══ Material supplied

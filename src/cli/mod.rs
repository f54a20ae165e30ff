//! CLI Module
//!
//! Command-line interface for ProfileKit using Clap v4.

mod commands;
mod handler;

pub use commands::load_config;
pub use handler::{CliHandler, Outcome};

use crate::config::Config;
use crate::profile::ConnectionStatus;
use anyhow::Result;
use clap::{Parser, Subcommand};
use std::path::PathBuf;

/// ProfileKit - profile card, setup and edit screens for the terminal
#[derive(Parser, Debug)]
#[command(name = "profilekit")]
#[command(version, about, long_about = None)]
pub struct Cli {
    /// Enable debug mode (creates log files in .profilekit/logs/)
    #[arg(short, long, global = true)]
    pub debug: bool,

    /// Configuration file path
    #[arg(short, long, global = true)]
    pub config: Option<String>,

    /// Subcommand to execute
    #[command(subcommand)]
    pub command: Option<Commands>,
}

#[derive(Subcommand, Debug)]
pub enum Commands {
    /// Show a profile card (default)
    Card {
        /// Profile draft to show, as JSON
        #[arg(short, long)]
        from: Option<PathBuf>,

        /// Connection status between the viewer and the profile
        #[arg(short, long, default_value = "none")]
        status: ConnectionStatus,
    },

    /// Run the profile setup wizard
    Setup {
        /// Full-page layout instead of the modal
        #[arg(long)]
        page: bool,
    },

    /// Edit an existing profile
    Edit {
        /// Profile draft to edit, as JSON (defaults to the demo profile)
        #[arg(short, long)]
        from: Option<PathBuf>,
    },

    /// Initialize configuration
    Init {
        /// Force overwrite existing configuration
        #[arg(short, long)]
        force: bool,
    },

    /// Show effective configuration
    Config,

    /// Log management operations
    Logs {
        #[command(subcommand)]
        operation: LogCommands,
    },
}

#[derive(Subcommand, Debug)]
pub enum LogCommands {
    /// Show log file location and status
    Status,
    /// Clean up old log files
    Clean {
        /// Maximum age in days (default: 7)
        #[arg(short = 'a', long, default_value = "7")]
        days: u64,
    },
}

/// Main CLI entry point
pub async fn run(cli: Cli, config: Config) -> Result<()> {
    if cli.debug {
        tracing::info!("Debug mode enabled");
    }

    match cli.command {
        None => commands::cmd_card(&config, None, ConnectionStatus::None).await,
        Some(Commands::Card { from, status }) => {
            commands::cmd_card(&config, from, status).await
        }
        Some(Commands::Setup { page }) => commands::cmd_setup(&config, page).await,
        Some(Commands::Edit { from }) => commands::cmd_edit(&config, from).await,
        Some(Commands::Init { force }) => commands::cmd_init(force).await,
        Some(Commands::Config) => commands::cmd_config(&config).await,
        Some(Commands::Logs { operation }) => commands::cmd_logs(operation).await,
    }
}

#[cfg(test)]
mod tests {
    use super::*;
    use clap::CommandFactory;

    #[test]
    fn test_cli_definition_is_valid() {
        Cli::command().debug_assert();
    }

    #[test]
    fn test_parse_card_with_status() {
        let cli = Cli::try_parse_from(["profilekit", "card", "--status", "accepted"]).unwrap();
        match cli.command {
            Some(Commands::Card { from, status }) => {
                assert!(from.is_none());
                assert_eq!(status, ConnectionStatus::Accepted);
            }
            other => panic!("unexpected command: {:?}", other),
        }
    }

    #[test]
    fn test_parse_rejects_unknown_status() {
        assert!(Cli::try_parse_from(["profilekit", "card", "--status", "friends"]).is_err());
    }

    #[test]
    fn test_parse_setup_page_with_global_debug() {
        let cli = Cli::try_parse_from(["profilekit", "setup", "--page", "-d"]).unwrap();
        assert!(cli.debug);
        assert!(matches!(cli.command, Some(Commands::Setup { page: true })));
    }

    #[test]
    fn test_no_subcommand_defaults_to_card() {
        let cli = Cli::try_parse_from(["profilekit"]).unwrap();
        assert!(cli.command.is_none());
    }
}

════

▶ [Assignment]:
Your task is to restate all of the records above word for word.

▶ [Response to the task]:
filename src/cli/mod.rs
repository f54a20ae165e30ff
//! CLI Module
//!
//! Command-line interface for ProfileKit using Clap v4.

mod commands;
mod handler;

pub use commands::load_config;
pub use handler::{CliHandler, Outcome};

use crate::config::Config;
use crate::profile::ConnectionStatus;
use anyhow::Result;
use clap::{Parser, Subcommand};
use std::path::PathBuf;

/// ProfileKit - profile card, setup and edit screens for the terminal
#[derive(Parser, Debug)]
#[command(name = "profilekit")]
#[command(version, about, long_about = None)]
pub struct Cli {
    /// Enable debug mode (creates log files in .profilekit/logs/)
    #[arg(short, long, global = true)]
    pub debug: bool,

    /// Configuration file path
    #[arg(short, long, global = true)]
    pub config: Option<String>,

    /// Subcommand to execute
    #[command(subcommand)]
    pub command: Option<Commands>,
}

#[derive(Subcommand, Debug)]
pub enum Commands {
    /// Show a profile card (default)
    Card {
        /// Profile draft to show, as JSON
        #[arg(short, long)]
        from: Option<PathBuf>,

        /// Connection status between the viewer and the profile
        #[arg(short, long, default_value = "none")]
        status: ConnectionStatus,
    },

    /// Run the profile setup wizard
    Setup {
        /// Full-page layout instead of the modal
        #[arg(long)]
        page: bool,
    },

    /// Edit an existing profile
    Edit {
        /// Profile draft to edit, as JSON (defaults to the demo profile)
        #[arg(short, long)]
        from: Option<PathBuf>,
    },

    /// Initialize configuration
    Init {
        /// Force overwrite existing configuration
        #[arg(short, long)]
        force: bool,
    },

    /// Show effective configuration
    Config,

    /// Log management operations
    Logs {
        #[command(subcommand)]
        operation: LogCommands,
    },
}

#[derive(Subcommand, Debug)]
pub enum LogCommands {
    /// Show log file location and status
    Status,
    /// Clean up old log files
    Clean {
        /// Maximum age in days (default: 7)
        #[arg(short = 'a', long, default_value = "7")]
        days: u64,
    },
}

/// Main CLI entry point
pub async fn run(cli: Cli, config: Config) -> Result<()> {
    if cli.debug {
        tracing::info!("Debug mode enabled");
    }

    match cli.command {
        None => commands::cmd_card(&config, None, ConnectionStatus::None).await,
        Some(Commands::Card { from, status }) => {
            commands::cmd_card(&config, from, status).await
        }
        Some(Commands::Setup { page }) => commands::cmd_setup(&config, page).await,
        Some(Commands::Edit { from }) => commands::cmd_edit(&config, from).await,
        Some(Commands::Init { force }) => commands::cmd_init(force).await,
        Some(Commands::Config) => commands::cmd_config(&config).await,
        Some(Commands::Logs { operation }) => commands::cmd_logs(operation).await,
    }
}

#[cfg(test)]
mod tests {
    use super::*;
    use clap::CommandFactory;

    #[test]
    fn test_cli_definition_is_valid() {
        Cli::command().debug_assert();
    }

    #[test]
    fn test_parse_card_with_status() {
        let cli = Cli::try_parse_from(["profilekit", "card", "--status", "accepted"]).unwrap();
        match cli.command {
            Some(Commands::Card { from, status }) => {
                assert!(from.is_none());
                assert_eq!(status, ConnectionStatus::Accepted);
            }
            other => panic!("unexpected command: {:?}", other),
        }
    }

    #[test]
    fn test_parse_rejects_unknown_status() {
        assert!(Cli::try_parse_from(["profilekit", "card", "--status", "friends"]).is_err());
    }

    #[test]
    fn test_parse_setup_page_with_global_debug() {
        let cli = Cli::try_parse_from(["profilekit", "setup", "--page", "-d"]).unwrap();
        assert!(cli.debug);
        assert!(matches!(cli.command, Some(Commands::Setup { page: true })));
    }

    #[test]
    fn test_no_subcommand_defaults_to_card() {
        let cli = Cli::try_parse_from(["profilekit"]).unwrap();
        assert!(cli.command.is_none());
    }
}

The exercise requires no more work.